Different Day, Different Nabal

Nabal was giving the silent treatment. He wouldn't even answer unless he was addressed directly... He came in with his bottle and took care of some of his church business on the phone. One of his friends, one who has been trying to talk to him about his drinking, came over and could only puzzle over him.

I fixed fresh spiced shrimp and fresh corn for dinner and he ate none... He usually loves these 2 things. He fixed himself eggs. I think he has been having stomach problems. He has never eaten well, but now I think he is eating less as he drinks more. A few weeks ago after a hard night of drinking his stomach was hurting him and it was very bloated. Extending oddly over his ab muscles, which are very tight.

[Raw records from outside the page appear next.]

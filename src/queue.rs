//! Job Queue
//!
//! Sequential executor for an ordered job list. The queue owns its state and
//! enforces valid transitions:
//!
//! ```text
//! Idle
//!   ↓ start (destructive jobs need confirmation first)
//! Running
//!   ↓
//! Finished | Failed
//! ```
//!
//! Jobs run strictly one after another on one worker thread. The first failing
//! job stops the run: the queue goes to `Failed`, every later job is marked
//! `NotRun`, and the failing job's title and details are surfaced unchanged.
//! Cancellation is honoured only between jobs. Nothing is ever retried.
//!
//! A job whose committed changes cannot be applied to the device model also
//! fails the run: later jobs were planned against a layout that no longer
//! matches what the queue tracks.

use crate::config::RunConfig;
use crate::error::{JobError, PartJobError};
use crate::jobs::{Job, JobContext, PartitionJob};
use crate::model::DeviceModel;
use crate::storage::Storage;
use serde::Serialize;
use std::fmt;
use std::sync::atomic::{AtomicBool, Ordering};
use std::sync::mpsc::{self, Receiver, Sender};
use std::sync::Arc;
use std::thread::{self, JoinHandle};
use thiserror::Error;
use tracing::{error, info, warn};

/// Lifecycle of one queue run
#[derive(Debug, Clone, Copy, PartialEq, Eq, Hash, Serialize)]
#[serde(rename_all = "lowercase")]
pub enum QueueState {
    Idle,
    Running,
    Finished,
    Failed,
}

impl QueueState {
    pub fn is_terminal(self) -> bool {
        matches!(self, Self::Finished | Self::Failed)
    }
}

impl fmt::Display for QueueState {
    fn fmt(&self, f: &mut fmt::Formatter<'_>) -> fmt::Result {
        let name = match self {
            Self::Idle => "Idle",
            Self::Running => "Running",
            Self::Finished => "Finished",
            Self::Failed => "Failed",
        };
        write!(f, "{}", name)
    }
}

/// Errors that can occur during state transitions
#[derive(Error, Debug, Clone, PartialEq, Eq)]
pub enum QueueTransitionError {
    /// The queue already finished or failed; build a fresh one to run again
    #[error("Cannot transition from terminal state {from}")]
    FromTerminalState { from: QueueState },

    #[error("Queue is already running")]
    AlreadyRunning,

    #[error("Cannot complete a queue in state {from}")]
    NotRunning { from: QueueState },

    /// Destructive jobs were queued without explicit confirmation
    #[error("{count} destructive job(s) require explicit confirmation")]
    MissingConfirmation { count: usize },

    #[error("Invalid run configuration: {reason}")]
    InvalidConfig { reason: String },
}

impl From<QueueTransitionError> for PartJobError {
    fn from(err: QueueTransitionError) -> Self {
        PartJobError::queue(err.to_string())
    }
}

/// Result of one job within a run
#[derive(Debug, Clone, PartialEq, Eq, Serialize)]
#[serde(tag = "status", rename_all = "snake_case")]
pub enum JobStatus {
    Pending,
    Succeeded,
    Failed { title: String, message: String },
    /// Skipped because an earlier job failed or the run was cancelled
    NotRun,
}

/// Observer notifications, in order of occurrence
#[derive(Debug, Clone, PartialEq, Eq, Serialize)]
#[serde(tag = "event", rename_all = "snake_case")]
pub enum QueueEvent {
    /// About to run job `index` (0-based) of `total`
    Progress {
        index: usize,
        total: usize,
        description: String,
    },
    /// Intermediate status from inside a running job
    Status { index: usize, message: String },
    JobFinished { index: usize, status: JobStatus },
    Finished,
    Failed {
        title: String,
        message: String,
        fatal: bool,
    },
}

/// Everything the caller needs after a run.
#[derive(Debug, Clone)]
pub struct QueueReport {
    pub state: QueueState,
    pub statuses: Vec<JobStatus>,
    /// Plan review summary of each job, parallel to `statuses`
    pub summaries: Vec<String>,
    pub error: Option<JobError>,
    pub cancelled: bool,
    /// Storage integrity is unknown; the installer must not continue
    pub do_not_proceed: bool,
    /// A committed change could not be applied; `model` lags the disk
    pub model_stale: bool,
    /// Device model with every committed change applied
    pub model: DeviceModel,
}

impl QueueReport {
    pub fn succeeded(&self) -> bool {
        self.state == QueueState::Finished
    }

    /// Summaries of the jobs that never ran, in queue order.
    pub fn not_run(&self) -> Vec<&str> {
        self.statuses
            .iter()
            .zip(&self.summaries)
            .filter(|(status, _)| **status == JobStatus::NotRun)
            .map(|(_, summary)| summary.as_str())
            .collect()
    }
}

/// Ordered job list plus its run state.
#[derive(Debug)]
pub struct JobQueue {
    jobs: Vec<Job>,
    state: QueueState,
    statuses: Vec<JobStatus>,
    destructive_confirmed: bool,
}
impl Storage for MemoryStorage {
    fn open(&self, path: &Path) -> Result<Box<dyn BlockDevice>, StorageError> {
        let mut state = lock(&self.state);
        let disk = state
            .disks
            .get_mut(path)
            .ok_or_else(|| StorageError::NotFound(path.display().to_string()))?;
        if disk.open || disk.refuse_open {
            return Err(StorageError::Busy(path.display().to_string()));
        }
        disk.open = true;
        Ok(Box::new(MemoryDevice {
            path: path.to_path_buf(),
            sector_size: disk.sector_size,
            size: disk.size,
            state: Arc::clone(&self.state),
        }))
    }

    fn scan(&self) -> Result<Vec<Device>, ScanError> {
        let state = lock(&self.state);
        if state.deny_scan {
            return Err(ScanError::AccessDenied(
                "memory storage refuses enumeration".to_string(),
            ));
        }
        Ok(state
            .disks
            .iter()
            .map(|(path, disk)| Device {
                path: path.clone(),
                model: disk.model.clone(),
                sector_size: disk.sector_size,
                size: disk.size,
                label: disk
                    .table
                    .as_ref()
                    .map_or(DiskLabel::None, |t| t.kind.into()),
                table: disk.table.clone(),
            })
            .collect())
    }

    fn tools(&self) -> &dyn FsTools {
        &self.tools
    }
}

/// Exclusive handle on one memory disk
struct MemoryDevice {
    path: PathBuf,
    sector_size: u64,
    size: u64,
    state: Arc<Mutex<State>>,
}

impl MemoryDevice {
    fn with_disk<T>(
        &self,
        f: impl FnOnce(&mut MemoryDisk) -> Result<T, StorageError>,
    ) -> Result<T, StorageError> {
        let mut state = lock(&self.state);
        let disk = state
            .disks
            .get_mut(&self.path)
            .ok_or_else(|| StorageError::NotFound(self.path.display().to_string()))?;
        f(disk)
    }

    fn io_error(&self, msg: &str) -> StorageError {
        StorageError::Io {
            device: self.path.display().to_string(),
            source: std::io::Error::other(msg.to_string()),
        }
    }
}

impl BlockDevice for MemoryDevice {
    fn path(&self) -> &Path {
        &self.path
    }

    fn logical_sector_size(&self) -> u64 {
        self.sector_size
    }

    fn size(&self) -> u64 {
        self.size
    }

    fn read_table(&mut self) -> Result<Option<PartitionTable>, StorageError> {
        let device = self.path.display().to_string();
        self.with_disk(|disk| {
            if disk.fail_table_read {
                return Err(StorageError::Table {
                    device,
                    details: "injected table read failure".to_string(),
                });
            }
            Ok(disk.table.clone())
        })
    }

    fn write_table(&mut self, table: &PartitionTable) -> Result<(), StorageError> {
        let device = self.path.display().to_string();
        self.with_disk(|disk| {
            if disk.fail_table_write {
                return Err(StorageError::Table {
                    device,
                    details: "injected table write failure".to_string(),
                });
            }
            disk.table = Some(table.clone());
            Ok(())
        })
    }

    fn read_at(&mut self, offset: u64, buf: &mut [u8]) -> Result<(), StorageError> {
        let path = self.path.clone();
        self.with_disk(|disk| {
            disk.check_bounds(&path, offset, buf.len())?;
            disk.read(offset, buf);
            Ok(())
        })
    }

    fn write_at(&mut self, offset: u64, data: &[u8]) -> Result<(), StorageError> {
        let path = self.path.clone();
        let fired = self.with_disk(|disk| {
            disk.check_bounds(&path, offset, data.len())?;
            let Some(fault) = disk.write_fault else {
                disk.write(offset, data);
                disk.written += data.len() as u64;
                return Ok(false);
            };
            let budget = fault.after_bytes.saturating_sub(disk.written) as usize;
            if data.len() <= budget {
                disk.write(offset, data);
                disk.written += data.len() as u64;
                return Ok(false);
            }
            disk.write(offset, &data[..budget]);
            disk.written += budget as u64;
            if !fault.persistent {
                disk.write_fault = None;
            }
            Ok(true)
        })?;
        if fired {
            return Err(self.io_error("injected write failure"));
        }
        Ok(())
    }

    fn sync(&mut self) -> Result<(), StorageError> {
        Ok(())
    }
}

impl Drop for MemoryDevice {
    fn drop(&mut self) {
        if let Some(disk) = lock(&self.state).disks.get_mut(&self.path) {
            disk.open = false;
        }
    }
}

/// Tool emulation: records invocations and updates the table's filesystem.
#[derive(Debug, Clone)]
pub struct MemoryTools {
    state: Arc<Mutex<State>>,
}

impl MemoryTools {
    fn begin(&self, op: ToolOp, fs: FileSystem, node: &Path) -> Result<(), CommandError> {
        let mut state = lock(&self.state);
        let name = match op {
            ToolOp::Mkfs => "mkfs",
            ToolOp::Fsck => "fsck",
            ToolOp::Resize => "resize",
            ToolOp::MinSize => "min_size",
        };
        state
            .tool_log
            .push(format!("{} {} {}", name, fs, node.display()));
        match state.tool_faults.get(&op) {
            Some(err) => Err(err.clone()),
            None => Ok(()),
        }
    }
}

I'm pretty sure he is scared- his father died from bleeding ulcers and liver infection in his 40's. But again Nabal was on a campaign to make me think I could not cook- as a way to make me feel bad. One thing in this world I know for sure that I can do is cook! So he hit a brick wall there. For years I have let him place doubts on my talents to keep control. Looking back I see the pattern. He always comes around after a while and says, "It's ok baby, I still love you." Never apologized for anything, and I mean anything.

So I don't know if Nabal is worried, not feeling well, this is simply an alcohol related mood swing or a combination of all the afore mentioned possibilities. When his father died, Nabal never talked about it. He went for a walk and any amount of compassion rolled off him. It was odd for me, but I understood that everyone handles grief differently. I guess Nabal keeps his vulnerabilities to himself for the same reasons I keep most of mine from him. He was raised in an environment where any weakness was used against him, and in turn does the same.